I almost Didn’t…
How I Almost Gave Up on Entrepreneurship…
It’s not glamorous to talk about wanting to quit.
Especially not when you’re a business owner.
Especially not when you’re a branding specialist. The very person helping other people show up, stay consistent, and keep going.
Especially not when your business is built on story and identity and heart.
But that’s exactly why I’m going to talk about it.
There was a moment… Not a dramatic one, not a Hollywood breakdown. But rather a quiet, exhausted, deeply real moment where I thought:
“I can’t do this anymore.”
The Burnout No One Sees
On the outside, Angell Designs was doing well.
I had clients. I had income. I even had praise.
I had momentum.
But inside, I was running on fumes. And not the creative kind.
I was in a cycle of deliver-deliver-deliver. Without rest. Without recovery. Without reconnection to my why. I was creating for others but had stopped creating from myself.
And somewhere between late-night Canva files and the 17th “just checking in” email, something cracked.
Not loudly. Not publicly. But quietly. Subtly. Slowly.
Until one morning I looked at my laptop, the one I’d used to build this whole beautiful thing, and thought:
“I hate this. I want to burn it all down.”
When Doubt Creeps In
Burnout doesn’t just drain your energy. It starts to rewrite your narrative.
I started questioning everything.
What if I’m not actually good at this?
What if I’ve built the wrong business?
What if I’m just making noise in an already loud world?

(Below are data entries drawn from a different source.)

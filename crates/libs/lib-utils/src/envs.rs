//! # Environment Variables
//!
//! Utilities for reading and parsing environment variables.

use std::env;
use std::str::FromStr;

/// Get an environment variable by name.
pub fn get_env(name: &'static str) -> Result<String, Error> {
    env::var(name).map_err(|_| Error::MissingEnv(name))
}

/// Get an environment variable, treating unset and blank values as absent.
pub fn get_env_opt(name: &'static str) -> Option<String> {
    env::var(name).ok().filter(|v| !v.trim().is_empty())
}

/// Parse a raw value read for `name`.
pub fn parse_value<T: FromStr>(name: &'static str, raw: &str) -> Result<T, Error> {
    raw.trim().parse::<T>().map_err(|_| Error::WrongFormat(name))
}

// region:    --- Error
#[derive(Debug, Clone, PartialEq, Eq)]
pub enum Error {
    MissingEnv(&'static str),
    WrongFormat(&'static str),
}

impl std::fmt::Display for Error {
    fn fmt(&self, fmt: &mut std::fmt::Formatter) -> std::fmt::Result {
        match self {
            Error::MissingEnv(name) => write!(fmt, "{name} environment variable is required"),
            Error::WrongFormat(name) => write!(fmt, "{name} has an invalid format"),
        }
    }
}

impl std::error::Error for Error {}
// endregion: --- Error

What if I never feel inspired again?
The doubts weren’t logical. But they were loud. And for a while, they drowned out the quiet truth I’d build this business on:
That branding (when done well) isn’t just about business.
It’s about belonging.
As a chronically ill, neurodivergent entrepreneur, the world of business has never been designed for people like me.

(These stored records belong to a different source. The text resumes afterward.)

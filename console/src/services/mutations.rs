//! # Mutations
//!
//! Write operations against the tokenization API. A mutation waits for the
//! server's confirmation, then invalidates and refetches the affected queries.
//! Returned entities are never written into the cache.

use crate::cache::{MutationKind, QueryClient};
use crate::core::error::ApiError;
use shared::{
    BurnStockInput, CreateStockInput, MintStockInput, Stock, Transaction, UpdateStockInput,
};
use tracing::{info, warn};

/// A validated write request.
#[derive(Debug, Clone, PartialEq)]
pub enum Mutation {
    CreateStock(CreateStockInput),
    UpdateStock {
        symbol: String,
        input: UpdateStockInput,
    },
    Mint(MintStockInput),
    Burn(BurnStockInput),
}

impl Mutation {
    pub fn kind(&self) -> MutationKind {
        match self {
            Mutation::CreateStock(_) => MutationKind::CreateStock,
            Mutation::UpdateStock { .. } => MutationKind::UpdateStock,
            Mutation::Mint(_) => MutationKind::Mint,
            Mutation::Burn(_) => MutationKind::Burn,
        }
    }

    pub fn symbol(&self) -> &str {
        match self {
            Mutation::CreateStock(input) => &input.symbol,
            Mutation::UpdateStock { symbol, .. } => symbol,
            Mutation::Mint(input) => &input.symbol,
            Mutation::Burn(input) => &input.symbol,
        }
    }
}

/// Server-confirmed result of a mutation.
#[derive(Debug, Clone, PartialEq)]
pub enum MutationOutcome {
    StockCreated(Stock),
    StockUpdated(Stock),
    Minted(Transaction),
    Burned(Transaction),
}

impl MutationOutcome {
    pub fn kind(&self) -> MutationKind {
        match self {
            MutationOutcome::StockCreated(_) => MutationKind::CreateStock,
            MutationOutcome::StockUpdated(_) => MutationKind::UpdateStock,
            MutationOutcome::Minted(_) => MutationKind::Mint,
            MutationOutcome::Burned(_) => MutationKind::Burn,
        }
    }

    /// Notification title and description for a success toast.
    pub fn summary(&self) -> (String, String) {
        match self {
            MutationOutcome::StockCreated(stock) => (
                "Stock created successfully!".to_string(),
                format!(
                    "{} - {} has been created with token ID: {}",
                    stock.symbol, stock.name, stock.token_id
                ),
            ),
            MutationOutcome::StockUpdated(stock) => (
                "Stock updated successfully!".to_string(),
                format!("{} is now {}", stock.symbol, stock.status.title()),
            ),
            MutationOutcome::Minted(tx) => (
                "Tokens minted successfully!".to_string(),
                format!("Minted {} tokens for {}", tx.amount, tx.symbol),
            ),
            MutationOutcome::Burned(tx) => (
                "Tokens burned successfully!".to_string(),
                format!("Burned {} tokens for {}", tx.amount, tx.symbol),
            ),
        }
    }
}

/// Title of the error toast shown when a mutation of `kind` fails.
pub fn failure_title(kind: MutationKind) -> &'static str {
    match kind {
        MutationKind::CreateStock => "Failed to create stock",
        MutationKind::UpdateStock => "Failed to update stock",
        MutationKind::Mint => "Failed to mint tokens",
        MutationKind::Burn => "Failed to burn tokens",
    }
}

/// Run a mutation, then invalidate and refetch the queries it affects.
///
/// On failure nothing is invalidated and cached data is left as it was.
#[tracing::instrument(skip(queries, mutation), fields(kind = ?mutation.kind(), symbol = %mutation.symbol()))]
pub async fn execute(queries: &QueryClient, mutation: Mutation) -> Result<MutationOutcome, ApiError> {
    let kind = mutation.kind();
    let api = queries.api();

    let result = match mutation {
        Mutation::CreateStock(input) => api.create_stock(input).await.map(MutationOutcome::StockCreated),
        Mutation::UpdateStock { symbol, input } => api
            .update_stock(symbol, input)
            .await
            .map(MutationOutcome::StockUpdated),
        Mutation::Mint(input) => api.mint_stock(input).await.map(MutationOutcome::Minted),
        Mutation::Burn(input) => api.burn_stock(input).await.map(MutationOutcome::Burned),
    };

    let outcome = result.map_err(|err| {
        warn!(status = err.status, code = ?err.code, error = %err, "Mutation failed");
        err
    })?;

    info!("Mutation confirmed by server");
    queries.invalidate_after(kind).await;

    Ok(outcome)
}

There are seasons where energy is rationed like medicine. Where executive function disappears for days. Where showing up online feels like peeling off your skin.
And yet, I had built a business where I was expected to show up anyway. On Instagram, in emails, in creative outputs. Everyday, for everyone else.
I was doing what I loved. But I had built it in a way that was slowly suffocating me.
My Moment of Decision.
The day I nearly quit wasn’t explosive. It was just…
Empty.
I stared at a half-finished proposal. I stared at my task list. I stared at the story I’d written about being a “resilient business owner.”
And then I closed the laptop and literally walked away.
I didn’t have a plan. I just knew I couldn’t go back to this. Not like this.
But here’s what happened in that space: Silence gave way to clarity.
Why I Stayed
What pulled me back wasn’t strategy. It wasn’t ambition. It wasn’t guilt.
It was the quiet but firm knowing:
I don’t want people like me to continue falling through the cracks.
I’ve been there.
Invisible systems that don’t account for complexity. Misunderstood in spaces that prioritise polish over pain. Burnt out by the expectation to be palatable, predictable, perfect.
But my clients?
They’re the ones doing the work to make things better: coaches, therapists, advocates, creatives, wellness professionals, educators. People who care deeply.
And many of them are just like me:
Neurodivergent. Disabled. Queer. Burnt out.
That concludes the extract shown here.